Perhaps the ways professors approached the election in class speak, more than anything, to the way they see their role in students’ lives. Some of that has to do with the subject matter they’re teaching and to which students. It’s also a matter of philosophical differences among faculty members.
Charles H.F. Davis III had thought ahead about how he might respond to the election. Davis, an assistant professor in the School of Education at the University of Michigan at Ann Arbor, sent an email to the students taking his interdisciplinary graduate course, “Power, Privilege, and the Politics of Difference,” ahead of their class meeting. He opened the message, which he also posted on X, by saying he wouldn’t begin with “hope this finds you well,” because after Trump’s win, “we are not well.” Davis then explained why he would still hold class, described how the time would be spent, and reminded students they could always miss class if they needed to.

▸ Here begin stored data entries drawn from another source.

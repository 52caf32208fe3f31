use playfeed::fetch::cache::ResponseCache;
use playfeed::fetch::transport::Transport;
use playfeed::fetch::{Endpoint, FetchError, RateLimitedFetcher, RequestParams};
use playfeed::normalize::EventType;
use playfeed::normalize::payload::EventPayload;
use playfeed::output::ndjson;
use playfeed::pipeline::{PipelineOptions, listed_games, play_by_play};
use serde_json::json;
use std::cell::RefCell;
use std::collections::HashMap;
use std::io::Write;
use std::time::Duration;
use tempfile::{TempDir, tempdir};

#[derive(Default)]
struct FakeTransport {
    bodies: HashMap<(Endpoint, String), String>,
    calls: RefCell<Vec<(Endpoint, String)>>,
}

impl FakeTransport {
    fn serve(mut self, endpoint: Endpoint, game_id: &str, body: serde_json::Value) -> Self {
        self.bodies
            .insert((endpoint, game_id.to_string()), body.to_string());
        self
    }

    fn calls(&self) -> Vec<(Endpoint, String)> {
        self.calls.borrow().clone()
    }
}

impl Transport for FakeTransport {
    fn get(&self, endpoint: Endpoint, params: &RequestParams) -> Result<String, FetchError> {
        let game_id = params.get("GameID").unwrap_or_default().to_string();
        self.calls.borrow_mut().push((endpoint, game_id.clone()));
        self.bodies
            .get(&(endpoint, game_id))
            .cloned()
            .ok_or_else(|| FetchError::Status {
                url: endpoint.path().to_string(),
                status: 500,
            })
    }
}

fn nested(game_id: &str) -> serde_json::Value {
    json!({
        "game": {
            "gameId": game_id,
            "actions": [
                {
                    "actionNumber": 2,
                    "clock": "PT12M00.00S",
                    "period": 1,
                    "actionType": "period",
                    "subType": "start",
                    "scoreHome": "0",
                    "scoreAway": "0"
                },
                {
                    "actionNumber": 4,
                    "clock": "PT11M40.00S",
                    "period": 1,
                    "teamId": 1610612744,
                    "personId": 201939,
                    "actionType": "Made Shot",
                    "subType": "Jump Shot",
                    "shotValue": 2,
                    "shotResult": "Made",
                    "xLegacy": 30,
                    "yLegacy": 40,
                    "scoreHome": "2",
                    "scoreAway": "0"
                },
                {
                    "actionNumber": 6,
                    "clock": "PT11M20.00S",
                    "period": 1,
                    "teamId": 1610612747,
                    "personId": 2544,
                    "actionType": "Block",
                    "description": "James BLOCK (1 BLK)"
                }
            ]
        }
    })
}

fn tabular(game_id: &str) -> serde_json::Value {
    json!({
        "resultSets": [{
            "name": "PlayByPlay",
            "headers": [
                "GAME_ID", "EVENTNUM", "EVENTMSGTYPE", "PERIOD", "PCTIMESTRING",
                "HOMEDESCRIPTION", "VISITORDESCRIPTION", "SCORE",
                "PLAYER1_ID", "PLAYER1_TEAM_ID", "PLAYER2_ID", "PLAYER3_ID"
            ],
            "rowSet": [
                [game_id, 2, 12, 1, "12:00", null, null, null, 0, null, 0, 0],
                [game_id, 4, 1, 1, "11:40", "Curry 5' Jump Shot (2 PTS)", null, "0 - 2",
                 201939, 1610612744, 0, 0],
                [game_id, 6, 2, 1, "11:20", "MISS Green 2' Layup", "James BLOCK (1 BLK)", null,
                 203110, 1610612744, 0, 2544]
            ]
        }]
    })
}

fn fetcher(tmp: &TempDir, transport: FakeTransport) -> RateLimitedFetcher<FakeTransport> {
    let cache = ResponseCache::open(&tmp.path().join("cache.sqlite")).unwrap();
    RateLimitedFetcher::new(cache, transport, Duration::from_millis(1))
}

#[test]
fn block_gets_slots_from_tabular_endpoint() {
    let tmp = tempdir().unwrap();
    let transport = FakeTransport::default()
        .serve(Endpoint::PlayByPlayV3, "g1", nested("g1"))
        .serve(Endpoint::PlayByPlayV2, "g1", tabular("g1"));
    let mut fetcher = fetcher(&tmp, transport);

    let games = play_by_play(&mut fetcher, ["g1"], PipelineOptions::default()).collect::<Vec<_>>();
    assert_eq!(games.len(), 1);
    let game = &games[0];
    assert_eq!(game.game_id, "g1");
    assert!(!game.from_cache);
    assert_eq!(
        game.events.iter().map(|e| e.event_type).collect::<Vec<_>>(),
        vec![EventType::Other, EventType::Shot, EventType::Block]
    );
    assert_eq!(game.events[1].points_scored, 2);
    assert_eq!(
        game.events[2].payload,
        EventPayload::Block {
            by: 2544,
            on: Some(203110)
        }
    );
}

#[test]
fn nested_only_drops_actions_that_need_slots() {
    let tmp = tempdir().unwrap();
    let transport = FakeTransport::default().serve(Endpoint::PlayByPlayV3, "g1", nested("g1"));
    let mut fetcher = fetcher(&tmp, transport);

    let games = play_by_play(&mut fetcher, ["g1"], PipelineOptions::default()).collect::<Vec<_>>();
    assert_eq!(games.len(), 1);
    assert_eq!(
        games[0].events.iter().map(|e| e.event_type).collect::<Vec<_>>(),
        vec![EventType::Other, EventType::Shot]
    );
    assert_eq!(
        fetcher.transport().calls(),
        vec![
            (Endpoint::PlayByPlayV3, "g1".to_string()),
            (Endpoint::PlayByPlayV2, "g1".to_string()),
        ]
    );
}

#[test]
fn games_are_fetched_only_as_consumed() {
    let tmp = tempdir().unwrap();
    let transport = FakeTransport::default()
        .serve(Endpoint::PlayByPlayV3, "g1", nested("g1"))
        .serve(Endpoint::PlayByPlayV2, "g1", tabular("g1"))
        .serve(Endpoint::PlayByPlayV3, "g2", nested("g2"))
        .serve(Endpoint::PlayByPlayV2, "g2", tabular("g2"));
    let mut fetcher = fetcher(&tmp, transport);

    let first = play_by_play(&mut fetcher, ["g1", "g2"], PipelineOptions::default())
        .take(1)
        .map(|g| g.game_id)
        .collect::<Vec<_>>();

    assert_eq!(first, vec!["g1"]);
    assert!(
        fetcher
            .transport()
            .calls()
            .iter()
            .all(|(_, game_id)| game_id == "g1")
    );
}

#[test]
fn unfetchable_game_is_skipped() {
    let tmp = tempdir().unwrap();
    let transport = FakeTransport::default()
        .serve(Endpoint::PlayByPlayV2, "g1", tabular("g1"))
        .serve(Endpoint::PlayByPlayV2, "g3", tabular("g3"));
    let mut fetcher = fetcher(&tmp, transport);
    let options = PipelineOptions {
        endpoint: Endpoint::PlayByPlayV2,
        attach_slots: true,
    };

    let games = play_by_play(&mut fetcher, ["g1", "g2", "g3"], options).collect::<Vec<_>>();
    assert_eq!(
        games.iter().map(|g| g.game_id.as_str()).collect::<Vec<_>>(),
        vec!["g1", "g3"]
    );
    // The tabular endpoint already carries slots, so nothing else is requested.
    assert_eq!(fetcher.transport().calls().len(), 3);
    // Blocks ride on the missed shot row in the tabular schema.
    assert_eq!(
        games[0].events.iter().map(|e| e.event_type).collect::<Vec<_>>(),
        vec![EventType::Other, EventType::Shot, EventType::Shot]
    );
}

#[test]
fn second_pass_is_served_from_cache() {
    let tmp = tempdir().unwrap();
    let transport = FakeTransport::default()
        .serve(Endpoint::PlayByPlayV3, "g1", nested("g1"))
        .serve(Endpoint::PlayByPlayV2, "g1", tabular("g1"));
    let mut fetcher = fetcher(&tmp, transport);

    let first = play_by_play(&mut fetcher, ["g1"], PipelineOptions::default()).collect::<Vec<_>>();
    let second = play_by_play(&mut fetcher, ["g1"], PipelineOptions::default()).collect::<Vec<_>>();

    assert!(second[0].from_cache);
    assert_eq!(first[0].events, second[0].events);
    assert_eq!(fetcher.transport().calls().len(), 2);
}

#[test]
fn from_cache_requires_slot_source_hit_too() {
    let tmp = tempdir().unwrap();
    let transport = FakeTransport::default().serve(Endpoint::PlayByPlayV2, "g1", tabular("g1"));
    let mut fetcher = fetcher(&tmp, transport);
    fetcher
        .cache()
        .put(
            Endpoint::PlayByPlayV3,
            &RequestParams::play_by_play("g1"),
            &nested("g1").to_string(),
        )
        .unwrap();

    let first = play_by_play(&mut fetcher, ["g1"], PipelineOptions::default()).collect::<Vec<_>>();
    assert!(!first[0].from_cache);
    assert_eq!(
        fetcher.transport().calls(),
        vec![(Endpoint::PlayByPlayV2, "g1".to_string())]
    );

    let second = play_by_play(&mut fetcher, ["g1"], PipelineOptions::default()).collect::<Vec<_>>();
    assert!(second[0].from_cache);
    assert_eq!(first[0].events, second[0].events);
}

#[test]
fn events_are_written_as_ndjson() {
    let tmp = tempdir().unwrap();
    let transport = FakeTransport::default()
        .serve(Endpoint::PlayByPlayV3, "g1", nested("g1"))
        .serve(Endpoint::PlayByPlayV2, "g1", tabular("g1"));
    let mut fetcher = fetcher(&tmp, transport);
    let games = play_by_play(&mut fetcher, ["g1"], PipelineOptions::default()).collect::<Vec<_>>();

    let path = tmp.path().join("out").join("events.ndjson");
    // A rerun into the same file replaces the previous run's events.
    for _ in 0..2 {
        let mut out = ndjson::create_output(&path).unwrap();
        assert_eq!(ndjson::write_events(&mut out, &games[0].events).unwrap(), 3);
        out.flush().unwrap();
    }

    let text = std::fs::read_to_string(&path).unwrap();
    let lines = text.lines().collect::<Vec<_>>();
    assert_eq!(lines.len(), 3);
    let block: serde_json::Value = serde_json::from_str(lines[2]).unwrap();
    assert_eq!(block["action_id"], "g10006");
    assert_eq!(block["payload"]["kind"], "block");
    assert_eq!(block["payload"]["by"], 2544);
}

#[test]
fn counts_listed_games() {
    let doc = json!({"resultSets": [{"headers": ["GAME_ID"], "rowSet": [["a"], ["b"]]}]});
    assert_eq!(listed_games(&doc), Some(2));
    assert_eq!(listed_games(&json!({})), None);
}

The email, Davis thought, could offer a model for colleagues. Students, Davis said, “expect professors to demonstrate moral and ethical leadership.”
Davis carefully designed his class. He first had students give a presentation as planned before examining preliminary voting data, and only then did they discuss the election, an approach that helps “temper” the deep emotions such a discussion can provoke.
“Although not all faculty may be equipped to do this,” Davis said, “universities absolutely have faculty that are there, that have expertise, that they often do not call upon or engage with in a meaningful way.”
And, he added, given that not every professor is positioned to lead this kind of discussion, institutions have a responsibility to provide students with other resources for responding to the election beyond the classroom.